Organic matter (OM) such as organic nitrogen plays a substantial role in the global biogeochemical cycling of bio‐reactive components—amino acids (AA) in aquatic environments. Spatial and temporal variations in source, diagenesis, and fate of organic nitrogen such as AA in sediments of small tropical rivers and the role of oxbow/meandering loops under changing climatic conditions are poorly investigated. This study assessed the spatial and seasonal variations in OM composition, source, and diagenesis of a tropical small mountainous river—Netravati River, India, for 1 year. Water samples were determined for suspended particulate matter, and surface sediments were examined for bulk parameters, surface area (SA), and the L‐ and D‐enantiomers of AA. The L‐ and D‐enantiomers of AA displayed subtle seasonal variations in composition and depicted varying degrees of diagenesis.

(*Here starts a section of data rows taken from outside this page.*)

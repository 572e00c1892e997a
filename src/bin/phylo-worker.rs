use clap::Parser;
use phylo_worker::{
    config::{load_config, WorkerConfig},
    file_format::UploadPayload,
    logging::init_logging,
    worker::{Inbound, OutboundMessage, Worker, WorkerRequest},
};
use tokio::{
    io::{stdin, stdout, AsyncBufReadExt, AsyncWriteExt, BufReader},
    sync::mpsc::unbounded_channel,
};
use tracing::{error, info};

/// Serve tree queries over newline-delimited JSON on stdin/stdout.
#[derive(Parser)]
#[command(version, about)]
struct WorkerOpts {
    /// TOML file with worker tunables; defaults are used when absent
    #[arg(long, env = "PHYLO_WORKER_CONFIG")]
    config: Option<String>,

    /// Dataset to load at startup, as if it had been uploaded
    #[arg(long)]
    load: Option<String>,

    /// Filetype of the `--load` dataset, e.g. `nwk`
    #[arg(long)]
    filetype: Option<String>,
}

#[tokio::main]
async fn main() -> Result<(), Box<dyn std::error::Error>> {
    init_logging();
    let opts = WorkerOpts::parse();

    let config = match &opts.config {
        Some(path) => load_config(path)?,
        None => WorkerConfig::default(),
    };
    info!(?config, "starting worker");

    let (outbox, mut outbound) = unbounded_channel::<OutboundMessage>();
    let (inbox_tx, inbox) = unbounded_channel::<Inbound>();
    let worker = Worker::new(config, outbox.clone());

    let writer = tokio::spawn(async move {
        let mut out = stdout();
        while let Some(msg) = outbound.recv().await {
            let line = match msg.to_line() {
                Ok(line) => line,
                Err(err) => {
                    error!(%err, "unable to encode response");
                    continue;
                }
            };
            if out.write_all(line.as_bytes()).await.is_err()
                || out.write_all(b"\n").await.is_err()
                || out.flush().await.is_err()
            {
                break;
            }
        }
    });

    if let Some(path) = opts.load {
        let request = WorkerRequest::Upload(UploadPayload {
            filename: Some(path.clone()),
            filetype: opts.filetype,
            data: None,
            path: Some(path),
        });
        // The receiver lives in `worker.run` below, so this can't fail yet.
        let _ = inbox_tx.send(Inbound {
            request_id: None,
            request,
        });
    }

    let reader = tokio::spawn(async move {
        let mut lines = BufReader::new(stdin()).lines();
        loop {
            let line = match lines.next_line().await {
                Ok(Some(line)) => line,
                Ok(None) => break,
                Err(err) => {
                    error!(%err, "stdin read failed");
                    break;
                }
            };
            if line.trim().is_empty() {
                continue;
            }
            match Inbound::parse_line(&line) {
                Ok(inbound) => {
                    if inbox_tx.send(inbound).is_err() {
                        break;
                    }
                }
                Err(response) => {
                    let _ = outbox.send(response);
                }
            }
        }
    });

    worker.run(inbox).await;
    reader.await?;
    drop(worker);
    writer.await?;
    Ok(())
}
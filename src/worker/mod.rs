//! Request handling: the readiness gate, the result cache, the individual
//! request handlers and the dispatcher tying them together.

pub mod accessors;
pub mod bounds;
pub mod config_synth;
pub mod dispatcher;
pub mod protocol;
pub mod readiness;
pub mod result_cache;
pub mod search;

pub use dispatcher::{Worker, WorkerState};
pub use protocol::{Inbound, OutboundMessage, WorkerRequest, WorkerResponse};
extern crate serde;
extern crate serde_json;

extern crate clap;
extern crate flate2;
extern crate itertools;
#[macro_use]
extern crate lazy_static;
extern crate rand;
extern crate tracing;
extern crate tracing_subscriber;

pub mod abstract_filtering;
pub mod config;
pub mod file_format;
pub mod logging;
pub mod worker;
pub mod worker_error;
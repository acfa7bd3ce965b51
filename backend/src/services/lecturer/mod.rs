//! # Lecturer Service Module
//!
//! Serves the per-module dashboard under `/lecturer`.
//!
//! ## Sub-modules:
//! - `module`: filters assessment and VLE rows to one module and rolls the VLE clicks up
//!   into a daily trend.

mod module;

use crate::services::preflight;
use actix_web::http::Method;
use actix_web::web::{get, method, scope};
use actix_web::Scope;

const API_PATH: &str = "/lecturer";

/// Configures and returns the Actix `Scope` for the lecturer routes.
///
/// # Registered Routes:
///
/// *   **`GET /lecturer/{module_code}`**: `200` with the `ModuleSummary` JSON, `404`
///     when `studentAssessment.csv` is absent, `500` for any other failure.
/// *   **`GET /lecturer?moduleCode=...`**: same, with the code taken from the query
///     string; `400` when it is absent.
/// *   **`OPTIONS`** on both paths: CORS preflight.
pub fn configure_routes() -> Scope {
    scope(API_PATH)
        .route("", get().to(module::process_query))
        .route("/", get().to(module::process_query))
        .route("/{module_code}", get().to(module::process))
        .route("", method(Method::OPTIONS).to(preflight))
        .route("/", method(Method::OPTIONS).to(preflight))
        .route("/{module_code}", method(Method::OPTIONS).to(preflight))
}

The concentration of D‐enantiomer of AA was high and showed substantial contributions from bacteria, terrestrial source, and in situ production. The D‐arginine was the most abundant D‐enantiomer of AA in the study area, possibly due to extracellular secretion by bacterial species and adsorption onto sediments, and thus, it was protected from degradation. Degradation index was more negative at the oxbow and meandering loop stations during the dry season suggesting that local geomorphologic settings steer the diagenesis of OM within the river. A negative relationship between gamma‐aminobutyric acid and organic carbon:surface area (OC:SA) ratio and a positive correlation between tyrosine and OC:SA ratio suggested accelerated loss of OM. Furthermore, the concentrations of most bulk parameters were higher in the lower reaches during monsoon and premonsoon seasons. Taken together, changes in seasons have an operational control in distinguishing the composition, source, and diagenesis of spatial OM distribution. Moreover, oxbows and river meandering loops influence the diagenetic processes in small tropical river systems.